The port number type explain
0 ~ 1023 well-known port number Assigned by IANA to some of the most important application protocols in the application layer of the TCP/IP architecture
1024 ~ 49151 Register port number Used by applications that do not have well-known port numbers. To use such port numbers, they must be registered with IANA to prevent duplication
49152 ~ 65535 ephemeral port number Only used by the client, dynamically selected by the client process at runtime, and will be taken back by the system after the communication is over, so that it can be used by other client processes
  • Well-known port numbers to remember:
FTP SMTP DNS DHCP HTTP BGP HTTPS RIP
21/20 25 53 67/68 80 179 443 520

[Note] OSPF does not use the transport layer protocol, so there is no corresponding port number. But the IP protocol field value of OSPF is 89.

2 TCP segments

2.1 TCP segment header format

insert image description here

  • Source port and destination port : each occupies 2b, and the port is the service interface between the transport layer and the application layer.
  • Serial number (seq) : occupies 32b, and the value range is 0 ~ 2 32 -1. Used to indicate the sequence number of the first byte of this TCP segment.
  • Confirmation number (ack) : occupies 32b, the value range is 0 ~ 2 32 -1. It is used to indicate the sequence number of the first byte expected to receive the next TCP segment from the other party, and it is also an acknowledgment of all data received before. If the acknowledgment number is N, it means that all the data up to sequence number N-1 have been received.
  • Data offset (header length) : 4b, indicating the length of the TCP header. The value of this field is in units of 4B, and the maximum field value is 15, so the maximum length of the TCP header is 60B.
  • Reserved : occupying 6b, reserved for future use, but should be set to 0 at present.
  • Urgent bit (URG) : When URG=1, this segment has urgent data and should be sent as soon as possible.
  • Acknowledgment bit (ACK) : When ACK=1, the confirmation number field is valid. After the TCP connection is established, ACK must be 1.
  • Push bit (PSH) : When PSH=1, it will be delivered to the application process as soon as possible, instead of waiting until enough data is received before delivering it up.
  • Reset bit (RST) : When RST=1, it indicates that there is a serious error in the TCP connection, and the connection must be released and then re-established.
  • Synchronization bit (SYN) : When SYN=1 and ACK=0, it indicates that this is a TCP connection request segment. If the other side agrees to establish a connection, it should set SYN=1 and ACK=1 in the header of the response TCP segment.
  • Termination bit (FIN) : When FIN=1, it indicates that the sender of this TCP segment has sent all the data, and now requests to release the TCP connection.
  • Window : occupying 16b, indicating the size of the receiving window of the party sending this segment, that is, the size of the available space of the receiving buffer, which is used to represent the receiving ability of the receiving party . The value of this field is in units of 1B.
  • Checksum : 16b, used to check whether there is a bit error in the entire TCP segment during transmission.
  • Urgent pointer : occupying 16b, used to indicate the length of urgent data. The value of this field is in units of 1B.
  • Options : Variable length with multiple options. One of the options is Maximum Segment Size (MSS) , which indicates the maximum length of the data part in the message segment.
  • Padding : In order to make the entire header length be an integer multiple of 4B.

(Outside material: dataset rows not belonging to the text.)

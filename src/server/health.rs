//! Liveness endpoint.

use axum::http::StatusCode;

/// Answers `200 OK` with the body `OK` while the refinery process is up.
///
/// Says nothing about the queue itself; `/api/v1/anomalies` covers that.
pub async fn health_handler() -> (StatusCode, &'static str) {
    (StatusCode::OK, "OK")
}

[Note] Focus on the bits of seq, ack, ACK, SYN, and FIN.

2.2 The process of TCP data transmission

Assume that client A and server B have established a TCP connection.

(1) Now A sends a TCP confirmation segment to B :

capital data part
seq=201, ack=800, ACK=1 100B(seq=201~300)
  • seq=201: It means that the data part of A starts from sequence number 201, and the total length of the data part is 100B, so the last sequence number of the data part is 300.
  • ack=800: It means that A expects that the sequence number of the data part of the next message segment sent by B starts from 800.
  • ACK=1: After the connection is established, all transmitted segments must be set to 1.

(2) Then B sends a TCP confirmation segment to A :

capital data part
seq=800, ack=301, ACK=1 200B(seq=800~999)
  • seq=800: The data part of B starts from serial number 800, and the total length of the data part is 200B, so the last serial number of the data part is 999.
  • ack=301: Means that B expects that the sequence number of the data part of the next message segment sent by A starts from 301, and at the same time confirms that A's message segment (seq=201~300) has been received.
  • ACK=1: After the connection is established, all transmitted segments must be set to 1.

(3) If A sends 3 TCP acknowledgment segments to B , and the second segment is lost:

capital data part
seq=201, ack=x, ACK=1 100B(seq=201~300)
seq=301, ack=x, ACK=1 100B (seq=301~400) ( lost )
seq=401, ack=x, ACK=1 100B(seq=401~500)

Then B only correctly receives the 1st and 3rd segment. At this time, the TCP segment sent by B to A should confirm the last TCP segment that has been received correctly and arrived in order , which is the cumulative confirmation (see Section 4 for more detailed explanation):

capital data part
seq=x, ack=301, ACK=1 200B(seq=x~x+199)

3 TCP connection management

A TCP connection has three phases: connection establishment, data transfer (described above), and connection release.

3.1 Establishment of TCP connection - three-way handshake

Suppose there are client A and server B ready to establish a TCP connection.

insert image description here

Server B process is in LISTEN (monitoring) state , waiting for client A's connection request.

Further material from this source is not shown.